— Activity —
Every record, from first to last, should be written out again exactly.

— Provided records —
:::::

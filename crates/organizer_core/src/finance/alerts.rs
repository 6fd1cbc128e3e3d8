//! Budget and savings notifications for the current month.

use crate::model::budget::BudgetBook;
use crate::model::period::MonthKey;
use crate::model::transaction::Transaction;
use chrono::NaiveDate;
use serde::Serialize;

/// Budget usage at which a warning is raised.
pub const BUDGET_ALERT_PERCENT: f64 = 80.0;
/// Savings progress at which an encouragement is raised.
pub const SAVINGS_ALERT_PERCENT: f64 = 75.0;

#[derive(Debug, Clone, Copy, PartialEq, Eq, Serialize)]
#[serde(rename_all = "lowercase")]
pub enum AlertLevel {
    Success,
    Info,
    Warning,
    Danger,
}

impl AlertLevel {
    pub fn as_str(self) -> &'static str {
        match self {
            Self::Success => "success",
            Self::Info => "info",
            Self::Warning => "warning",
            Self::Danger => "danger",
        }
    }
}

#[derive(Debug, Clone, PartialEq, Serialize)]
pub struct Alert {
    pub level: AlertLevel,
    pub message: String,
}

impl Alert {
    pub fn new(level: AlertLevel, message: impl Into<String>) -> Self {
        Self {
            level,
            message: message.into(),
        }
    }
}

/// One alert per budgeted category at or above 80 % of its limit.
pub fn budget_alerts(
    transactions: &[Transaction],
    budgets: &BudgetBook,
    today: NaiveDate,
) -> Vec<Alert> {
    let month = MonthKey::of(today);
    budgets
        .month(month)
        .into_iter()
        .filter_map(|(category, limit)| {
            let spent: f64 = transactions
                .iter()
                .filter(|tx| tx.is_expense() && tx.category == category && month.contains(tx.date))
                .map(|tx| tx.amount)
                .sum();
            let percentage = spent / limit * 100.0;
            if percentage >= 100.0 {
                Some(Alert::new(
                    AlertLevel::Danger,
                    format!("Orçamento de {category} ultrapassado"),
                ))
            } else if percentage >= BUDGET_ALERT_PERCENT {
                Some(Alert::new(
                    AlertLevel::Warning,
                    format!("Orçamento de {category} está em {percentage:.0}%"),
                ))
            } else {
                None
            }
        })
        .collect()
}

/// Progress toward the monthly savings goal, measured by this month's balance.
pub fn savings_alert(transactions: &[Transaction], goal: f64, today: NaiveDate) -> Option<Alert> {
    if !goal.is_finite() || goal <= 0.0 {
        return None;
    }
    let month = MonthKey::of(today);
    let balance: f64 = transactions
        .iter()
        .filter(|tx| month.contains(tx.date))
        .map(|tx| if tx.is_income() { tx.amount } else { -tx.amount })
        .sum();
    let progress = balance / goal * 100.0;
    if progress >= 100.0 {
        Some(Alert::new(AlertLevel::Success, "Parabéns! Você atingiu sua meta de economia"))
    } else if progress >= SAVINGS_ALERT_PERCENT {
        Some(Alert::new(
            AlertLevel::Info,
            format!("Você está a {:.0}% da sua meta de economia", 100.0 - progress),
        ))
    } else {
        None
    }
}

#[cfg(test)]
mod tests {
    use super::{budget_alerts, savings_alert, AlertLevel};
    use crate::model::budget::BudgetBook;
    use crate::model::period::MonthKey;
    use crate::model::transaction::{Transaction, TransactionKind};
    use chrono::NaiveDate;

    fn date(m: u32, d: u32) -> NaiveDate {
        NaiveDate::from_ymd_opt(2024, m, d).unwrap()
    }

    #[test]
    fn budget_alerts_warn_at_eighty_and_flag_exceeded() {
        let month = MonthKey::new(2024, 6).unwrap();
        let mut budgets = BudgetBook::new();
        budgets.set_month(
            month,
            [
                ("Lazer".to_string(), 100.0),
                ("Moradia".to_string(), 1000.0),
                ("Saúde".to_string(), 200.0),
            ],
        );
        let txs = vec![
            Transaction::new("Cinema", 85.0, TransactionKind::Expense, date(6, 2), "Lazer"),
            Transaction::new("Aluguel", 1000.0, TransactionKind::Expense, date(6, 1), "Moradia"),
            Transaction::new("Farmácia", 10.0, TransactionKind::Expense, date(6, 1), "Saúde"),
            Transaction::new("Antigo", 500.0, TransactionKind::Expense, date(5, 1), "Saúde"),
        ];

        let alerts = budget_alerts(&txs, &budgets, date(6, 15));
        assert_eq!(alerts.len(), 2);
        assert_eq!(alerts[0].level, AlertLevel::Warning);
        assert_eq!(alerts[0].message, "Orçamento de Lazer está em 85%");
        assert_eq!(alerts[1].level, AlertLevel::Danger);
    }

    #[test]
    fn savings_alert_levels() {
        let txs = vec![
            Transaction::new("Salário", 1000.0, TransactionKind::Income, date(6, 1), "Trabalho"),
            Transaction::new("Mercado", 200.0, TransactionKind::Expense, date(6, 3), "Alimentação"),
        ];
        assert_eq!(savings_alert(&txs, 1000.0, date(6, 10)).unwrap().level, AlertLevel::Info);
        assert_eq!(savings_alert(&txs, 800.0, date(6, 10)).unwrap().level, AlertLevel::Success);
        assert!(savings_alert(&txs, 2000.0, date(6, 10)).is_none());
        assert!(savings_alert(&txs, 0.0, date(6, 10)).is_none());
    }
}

:::::

— Result for this task —
filename crates/organizer_core/src/finance/alerts.rs
repository 6fd1cbc128e3e3d8
//! Budget and savings notifications for the current month.

use crate::model::budget::BudgetBook;
use crate::model::period::MonthKey;
use crate::model::transaction::Transaction;
use chrono::NaiveDate;
use serde::Serialize;

/// Budget usage at which a warning is raised.
pub const BUDGET_ALERT_PERCENT: f64 = 80.0;
/// Savings progress at which an encouragement is raised.
pub const SAVINGS_ALERT_PERCENT: f64 = 75.0;

#[derive(Debug, Clone, Copy, PartialEq, Eq, Serialize)]
#[serde(rename_all = "lowercase")]
pub enum AlertLevel {
    Success,
    Info,
    Warning,
    Danger,
}

impl AlertLevel {
    pub fn as_str(self) -> &'static str {
        match self {
            Self::Success => "success",
            Self::Info => "info",
            Self::Warning => "warning",
            Self::Danger => "danger",
        }
    }
}

#[derive(Debug, Clone, PartialEq, Serialize)]
pub struct Alert {
    pub level: AlertLevel,
    pub message: String,
}

impl Alert {
    pub fn new(level: AlertLevel, message: impl Into<String>) -> Self {
        Self {
            level,
            message: message.into(),
        }
    }
}

/// One alert per budgeted category at or above 80 % of its limit.
pub fn budget_alerts(
    transactions: &[Transaction],
    budgets: &BudgetBook,
    today: NaiveDate,
) -> Vec<Alert> {
    let month = MonthKey::of(today);
    budgets
        .month(month)
        .into_iter()
        .filter_map(|(category, limit)| {
            let spent: f64 = transactions
                .iter()
                .filter(|tx| tx.is_expense() && tx.category == category && month.contains(tx.date))
                .map(|tx| tx.amount)
                .sum();
            let percentage = spent / limit * 100.0;
            if percentage >= 100.0 {
                Some(Alert::new(
                    AlertLevel::Danger,
                    format!("Orçamento de {category} ultrapassado"),
                ))
            } else if percentage >= BUDGET_ALERT_PERCENT {
                Some(Alert::new(
                    AlertLevel::Warning,
                    format!("Orçamento de {category} está em {percentage:.0}%"),
                ))
            } else {
                None
            }
        })
        .collect()
}

/// Progress toward the monthly savings goal, measured by this month's balance.
pub fn savings_alert(transactions: &[Transaction], goal: f64, today: NaiveDate) -> Option<Alert> {
    if !goal.is_finite() || goal <= 0.0 {
        return None;
    }
    let month = MonthKey::of(today);
    let balance: f64 = transactions
        .iter()
        .filter(|tx| month.contains(tx.date))
        .map(|tx| if tx.is_income() { tx.amount } else { -tx.amount })
        .sum();
    let progress = balance / goal * 100.0;
    if progress >= 100.0 {
        Some(Alert::new(AlertLevel::Success, "Parabéns! Você atingiu sua meta de economia"))
    } else if progress >= SAVINGS_ALERT_PERCENT {
        Some(Alert::new(
            AlertLevel::Info,
            format!("Você está a {:.0}% da sua meta de economia", 100.0 - progress),
        ))
    } else {
        None
    }
}

#[cfg(test)]
mod tests {
    use super::{budget_alerts, savings_alert, AlertLevel};
    use crate::model::budget::BudgetBook;
    use crate::model::period::MonthKey;
    use crate::model::transaction::{Transaction, TransactionKind};
    use chrono::NaiveDate;

    fn date(m: u32, d: u32) -> NaiveDate {
        NaiveDate::from_ymd_opt(2024, m, d).unwrap()
    }

    #[test]
    fn budget_alerts_warn_at_eighty_and_flag_exceeded() {
        let month = MonthKey::new(2024, 6).unwrap();
        let mut budgets = BudgetBook::new();
        budgets.set_month(
            month,
            [
                ("Lazer".to_string(), 100.0),
                ("Moradia".to_string(), 1000.0),
                ("Saúde".to_string(), 200.0),
            ],
        );
        let txs = vec![
            Transaction::new("Cinema", 85.0, TransactionKind::Expense, date(6, 2), "Lazer"),
            Transaction::new("Aluguel", 1000.0, TransactionKind::Expense, date(6, 1), "Moradia"),
            Transaction::new("Farmácia", 10.0, TransactionKind::Expense, date(6, 1), "Saúde"),
            Transaction::new("Antigo", 500.0, TransactionKind::Expense, date(5, 1), "Saúde"),
        ];

        let alerts = budget_alerts(&txs, &budgets, date(6, 15));
        assert_eq!(alerts.len(), 2);
        assert_eq!(alerts[0].level, AlertLevel::Warning);
        assert_eq!(alerts[0].message, "Orçamento de Lazer está em 85%");
        assert_eq!(alerts[1].level, AlertLevel::Danger);
    }

    #[test]
    fn savings_alert_levels() {
        let txs = vec![
            Transaction::new("Salário", 1000.0, TransactionKind::Income, date(6, 1), "Trabalho"),
            Transaction::new("Mercado", 200.0, TransactionKind::Expense, date(6, 3), "Alimentação"),
        ];
        assert_eq!(savings_alert(&txs, 1000.0, date(6, 10)).unwrap().level, AlertLevel::Info);
        assert_eq!(savings_alert(&txs, 800.0, date(6, 10)).unwrap().level, AlertLevel::Success);
        assert!(savings_alert(&txs, 2000.0, date(6, 10)).is_none());
        assert!(savings_alert(&txs, 0.0, date(6, 10)).is_none());
    }
}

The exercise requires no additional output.